> [The task]
One line at a time, check the entries below for the word "grammar", and copy each line that has it.

> [Material for the task]
>>>>>

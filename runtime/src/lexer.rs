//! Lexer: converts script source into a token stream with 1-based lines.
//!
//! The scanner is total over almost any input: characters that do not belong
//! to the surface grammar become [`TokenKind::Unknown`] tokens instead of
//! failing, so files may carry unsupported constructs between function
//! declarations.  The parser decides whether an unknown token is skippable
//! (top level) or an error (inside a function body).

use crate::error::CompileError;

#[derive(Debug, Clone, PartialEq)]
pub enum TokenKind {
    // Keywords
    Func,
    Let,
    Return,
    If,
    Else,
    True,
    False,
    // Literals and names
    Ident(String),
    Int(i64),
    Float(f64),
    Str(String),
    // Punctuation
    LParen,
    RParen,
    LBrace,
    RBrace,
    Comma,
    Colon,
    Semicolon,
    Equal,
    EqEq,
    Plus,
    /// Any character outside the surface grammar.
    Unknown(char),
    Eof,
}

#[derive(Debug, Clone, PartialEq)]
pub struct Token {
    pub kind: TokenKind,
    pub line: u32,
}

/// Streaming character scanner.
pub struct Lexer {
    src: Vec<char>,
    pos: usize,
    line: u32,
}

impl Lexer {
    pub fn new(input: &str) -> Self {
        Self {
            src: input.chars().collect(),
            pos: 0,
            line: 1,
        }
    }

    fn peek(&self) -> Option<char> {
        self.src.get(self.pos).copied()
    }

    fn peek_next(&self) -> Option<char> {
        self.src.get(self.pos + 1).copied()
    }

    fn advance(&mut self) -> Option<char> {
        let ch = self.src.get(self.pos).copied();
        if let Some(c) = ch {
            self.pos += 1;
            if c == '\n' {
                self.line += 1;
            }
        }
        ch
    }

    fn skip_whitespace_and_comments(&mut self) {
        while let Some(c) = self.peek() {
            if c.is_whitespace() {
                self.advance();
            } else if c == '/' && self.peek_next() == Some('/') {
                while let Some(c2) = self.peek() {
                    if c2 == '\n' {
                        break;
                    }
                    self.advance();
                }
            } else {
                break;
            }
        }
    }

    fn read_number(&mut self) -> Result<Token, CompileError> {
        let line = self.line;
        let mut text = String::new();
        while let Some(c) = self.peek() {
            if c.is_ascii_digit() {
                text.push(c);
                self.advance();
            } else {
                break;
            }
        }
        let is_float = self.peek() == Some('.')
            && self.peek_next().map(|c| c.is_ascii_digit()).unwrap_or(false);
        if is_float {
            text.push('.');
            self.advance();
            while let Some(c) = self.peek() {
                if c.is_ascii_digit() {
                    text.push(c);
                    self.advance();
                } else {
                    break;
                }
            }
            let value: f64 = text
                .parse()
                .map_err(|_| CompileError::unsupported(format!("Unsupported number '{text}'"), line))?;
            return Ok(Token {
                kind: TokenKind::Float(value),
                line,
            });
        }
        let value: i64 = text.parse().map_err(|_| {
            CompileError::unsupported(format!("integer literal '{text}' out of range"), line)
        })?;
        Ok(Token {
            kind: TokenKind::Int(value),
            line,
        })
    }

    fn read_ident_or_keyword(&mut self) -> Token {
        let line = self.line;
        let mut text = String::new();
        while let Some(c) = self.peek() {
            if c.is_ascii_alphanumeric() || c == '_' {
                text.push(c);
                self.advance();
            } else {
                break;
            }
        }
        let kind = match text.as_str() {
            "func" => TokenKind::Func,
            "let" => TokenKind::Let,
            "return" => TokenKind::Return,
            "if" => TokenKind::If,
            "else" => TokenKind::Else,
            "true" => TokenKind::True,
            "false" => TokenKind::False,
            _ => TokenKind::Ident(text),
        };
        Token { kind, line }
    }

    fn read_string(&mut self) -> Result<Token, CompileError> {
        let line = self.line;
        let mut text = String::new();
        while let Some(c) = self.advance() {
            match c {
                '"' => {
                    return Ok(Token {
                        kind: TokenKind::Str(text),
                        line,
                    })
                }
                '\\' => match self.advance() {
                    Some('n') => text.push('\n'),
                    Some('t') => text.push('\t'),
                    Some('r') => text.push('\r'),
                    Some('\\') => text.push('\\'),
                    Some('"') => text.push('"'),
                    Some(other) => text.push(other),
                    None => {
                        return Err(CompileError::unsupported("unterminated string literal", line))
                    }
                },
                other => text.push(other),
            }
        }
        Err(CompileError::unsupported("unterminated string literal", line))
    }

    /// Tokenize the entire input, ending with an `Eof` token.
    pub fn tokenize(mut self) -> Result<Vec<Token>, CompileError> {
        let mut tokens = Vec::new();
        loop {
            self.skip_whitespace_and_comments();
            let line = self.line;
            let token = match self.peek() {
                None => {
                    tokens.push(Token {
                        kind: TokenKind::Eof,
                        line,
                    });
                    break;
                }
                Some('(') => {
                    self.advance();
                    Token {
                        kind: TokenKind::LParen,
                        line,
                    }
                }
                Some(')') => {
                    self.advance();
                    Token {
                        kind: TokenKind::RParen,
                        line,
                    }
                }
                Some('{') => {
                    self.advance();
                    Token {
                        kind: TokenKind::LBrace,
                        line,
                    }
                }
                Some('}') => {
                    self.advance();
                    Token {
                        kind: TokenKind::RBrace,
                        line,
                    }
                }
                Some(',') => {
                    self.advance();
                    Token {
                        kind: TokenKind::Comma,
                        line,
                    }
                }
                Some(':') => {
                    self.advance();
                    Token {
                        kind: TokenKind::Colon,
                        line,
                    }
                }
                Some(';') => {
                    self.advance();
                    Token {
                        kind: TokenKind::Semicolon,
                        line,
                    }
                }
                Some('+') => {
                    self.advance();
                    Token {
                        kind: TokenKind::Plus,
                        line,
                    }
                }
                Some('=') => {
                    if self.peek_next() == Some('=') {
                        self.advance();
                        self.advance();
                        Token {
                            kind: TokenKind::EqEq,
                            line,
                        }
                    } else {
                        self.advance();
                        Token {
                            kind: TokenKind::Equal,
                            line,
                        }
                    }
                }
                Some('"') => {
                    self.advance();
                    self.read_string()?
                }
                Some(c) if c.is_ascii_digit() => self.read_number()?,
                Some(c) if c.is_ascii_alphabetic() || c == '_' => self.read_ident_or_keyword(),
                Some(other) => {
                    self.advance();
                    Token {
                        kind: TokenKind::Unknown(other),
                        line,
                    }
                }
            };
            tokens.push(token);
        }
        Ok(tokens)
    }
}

<<<<<

> [Written reply]
//! to the surface grammar become [`TokenKind::Unknown`] tokens instead of
    /// Any character outside the surface grammar.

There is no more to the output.